While a and b might look like they’re identical, they are two different objects. Both of them are stored in different places in memory.

It goes like this:

  • Create an array that contains 1, 2 and 3, then store that somewhere in memory, then let the variable a contain that memory’s address.
  • Create another array that contains 1, 2 and 3, then store that somewhere in memory, then let the variable b contain that memory’s address.

So you have two arrays that are stored in different places in memory. When you compare them, what you’re actually comparing are their memory addresses, not their contents.
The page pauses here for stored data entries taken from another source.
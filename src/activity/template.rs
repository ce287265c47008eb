use std::fmt::Display;

use serde::{Deserialize, Serialize};

#[derive(Debug, Clone, Copy, PartialEq, Eq, Hash, PartialOrd, Ord, Serialize, Deserialize)]
pub enum Category {
    Fitness,
    Health,
    Career,
    Relationships,
    Personal,
    Education,
    Hobbies,
    Finance,
}

impl Category {
    pub const ALL: [Category; 8] = [
        Category::Fitness,
        Category::Health,
        Category::Career,
        Category::Relationships,
        Category::Personal,
        Category::Education,
        Category::Hobbies,
        Category::Finance,
    ];
}

impl Display for Category {
    fn fmt(&self, f: &mut std::fmt::Formatter<'_>) -> std::fmt::Result {
        let name = match self {
            Category::Fitness => "Fitness",
            Category::Health => "Health",
            Category::Career => "Career",
            Category::Relationships => "Relationships",
            Category::Personal => "Personal",
            Category::Education => "Education",
            Category::Hobbies => "Hobbies",
            Category::Finance => "Finance",
        };
        f.write_str(name)
    }
}

/// One trackable habit and its default daily target.
#[derive(Debug, Clone, Copy, PartialEq)]
pub struct ActivityTemplate {
    pub id: &'static str,
    pub name: &'static str,
    pub category: Category,
    pub default_value: Option<f64>,
    pub unit: Option<&'static str>,
}

const fn template(
    id: &'static str,
    name: &'static str,
    category: Category,
    default_value: f64,
    unit: &'static str,
) -> ActivityTemplate {
    ActivityTemplate {
        id,
        name,
        category,
        default_value: Some(default_value),
        unit: Some(unit),
    }
}

/// Every day that was never saved starts from these.
pub const DEFAULT_ACTIVITIES: [ActivityTemplate; 8] = [
    template("1", "Gym Workout", Category::Fitness, 1., "session"),
    template("2", "Shower", Category::Health, 1., "session"),
    template("3", "Take Finasteride", Category::Health, 1., "pill"),
    template("4", "Take Creatine", Category::Health, 5., "grams"),
    template("5", "Boxing Training", Category::Fitness, 60., "minutes"),
    template("6", "Coding Session", Category::Career, 120., "minutes"),
    template("7", "Read", Category::Education, 30., "minutes"),
    template("8", "Meditation", Category::Personal, 15., "minutes"),
];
Comparing two objects is pretty straightforward. You’ll get true if and only if the variables you’re comparing point to the same object. If you instead did

var a = [1, 2, 3];
var b = a;

you’ll get true if you did a == b.

If what you’re comparing are not objects, the outcome depends on the types of the things you’re comparing, and whether you used == or ===.
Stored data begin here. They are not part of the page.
use anyhow::Result;

use crate::{
    activity::aggregate::{DailySummary, DayHistory},
    app::Dasho,
    storage::kv::KeyValueStore,
    utils::percentage::Percentage,
};

pub async fn summary<S: KeyValueStore + Clone>(app: &Dasho<S>) -> Result<()> {
    let user = app.session.require_user()?;
    let today = app.aggregator.todays_summary(&user.id).await?;
    let lifetime = app.aggregator.lifetime_completed_count(&user.id).await?;
    print!("{}", render_summary(user.greeting_name(), today, lifetime));
    Ok(())
}

pub async fn history<S: KeyValueStore + Clone>(
    app: &Dasho<S>,
    min_percentage: Option<Percentage>,
) -> Result<()> {
    let user = app.session.require_user()?;
    let days = app.aggregator.history(&user.id).await?;
    print!("{}", render_history(&days, min_percentage));
    Ok(())
}

pub async fn reindex<S: KeyValueStore + Clone>(app: &Dasho<S>) -> Result<()> {
    let user = app.session.require_user()?;
    let dates = app.logs.reindex(&user.id).await?;
    println!("Indexed {} saved days", dates.len());
    Ok(())
}

pub fn render_summary(name: &str, today: DailySummary, lifetime: usize) -> String {
    format!(
        "Welcome back, {name}!\n\
         Today\t{} / {}\t{} complete\n\
         All time\t{lifetime} activities completed\n",
        today.completed,
        today.total,
        today.percentage(),
    )
}

pub fn render_history(days: &[DayHistory], min_percentage: Option<Percentage>) -> String {
    days.iter()
        .filter(|v| min_percentage.map_or(true, |min| v.summary.percentage() >= min))
        .map(|v| {
            format!(
                "{}\t{}/{}\t{}\n",
                v.date,
                v.summary.completed,
                v.summary.total,
                v.summary.percentage()
            )
        })
        .collect()
}

#[cfg(test)]
mod tests {
    use chrono::NaiveDate;

    use crate::activity::aggregate::{DailySummary, DayHistory};

    use super::{render_history, render_summary};

    fn history() -> Vec<DayHistory> {
        [(1, 2), (2, 8), (3, 4)]
            .into_iter()
            .map(|(d, completed)| DayHistory {
                date: NaiveDate::from_ymd_opt(2025, 3, d).unwrap(),
                summary: DailySummary { completed, total: 8 },
            })
            .collect()
    }

    #[test]
    fn test_render_summary() {
        let output = render_summary("Demo User", DailySummary { completed: 3, total: 8 }, 41);
        assert_eq!(
            output,
            "Welcome back, Demo User!\nToday\t3 / 8\t38% complete\nAll time\t41 activities completed\n"
        );
    }

    #[test]
    fn test_render_summary_of_empty_day() {
        let output = render_summary("User", DailySummary::default(), 0);
        assert!(output.contains("0 / 0\t0% complete"));
    }

    #[test]
    fn test_render_history_filters_by_percentage() {
        let all = render_history(&history(), None);
        assert_eq!(all.lines().count(), 3);
        assert!(all.starts_with("2025-03-01\t2/8\t25%\n"));

        let filtered = render_history(&history(), Some("50%".parse().unwrap()));
        assert_eq!(filtered, "2025-03-02\t8/8\t100%\n2025-03-03\t4/8\t50%\n");
    }
}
If you used ===, you’ll always get false if what you’re comparing are different types (say, when you compare text with a number).

If you used ==, coercion comes into play, as in the case of a == c above: the array is coerced to a string, then compared to the other string, and it so happens that the array [1,2,3] looks like the string "1,2,3". This type of comparison follows certain rules, depending on the types of the data involved (these rules are explained in another YDKJS book).


thanks @timotheap ; i’m a step closer now! looks like there’s a few different steps to get a == b , which is ideally what i’d like to be true i guess…

This is explained quite well later, in types&values.

If you need a quick explanation, there it goes.
Take this code:
var a = 1;

Here, you declare variable ‘a’ and assign value 1 to it. You can think of ‘a’ as a box, into which you put value 1. Now, whenever you refer to ‘a’ in your code, you (metaphorically) take the box labeled ‘a’, open it, and you have value 1 inside.

But thats not how it works for objects in Javascript (arrays are objects).
var b = [1, 2, 3];

Here, you dont put the value inside the box. Javascript makes the value [1,2,3,] somewhere (doesnt matter where) and simply draws a line from ‘b’ to it. That’s what “held by a reference” means. Now, when you do this:
var b = [1,2,3];
var c = [1,2,3];
Javascript creates 2 separate arrays (both look the same - [1,2,3]), and points variable ‘b’ to one of them, and variable ‘c’ to the other. Now, when you compare those two variables, Javascript simply checks if they point to the same object (array). Thats why b == c prints false.

On the other hand, if you did:
var b = [1,2,3];
var c = b;
then you would get true, when comparing ‘b’ to ‘c’. Careful tho, because in this case, every change to ‘c’ will also affect ‘b’.

Hope it helps.


ah right , thanks @kevcomedia ; looks like i’m learning a whole lot today!

love the analogies @KamilCybulski , thanks for your help

So am I :yum: - the other two answers are so much clearer !


I haven’t gotten to this part in the series yet, but from reading what the original text says, I would not have understood this either. @kevcomedia - Your explanation is really clear and understandable. THANKS SO MUCH!!!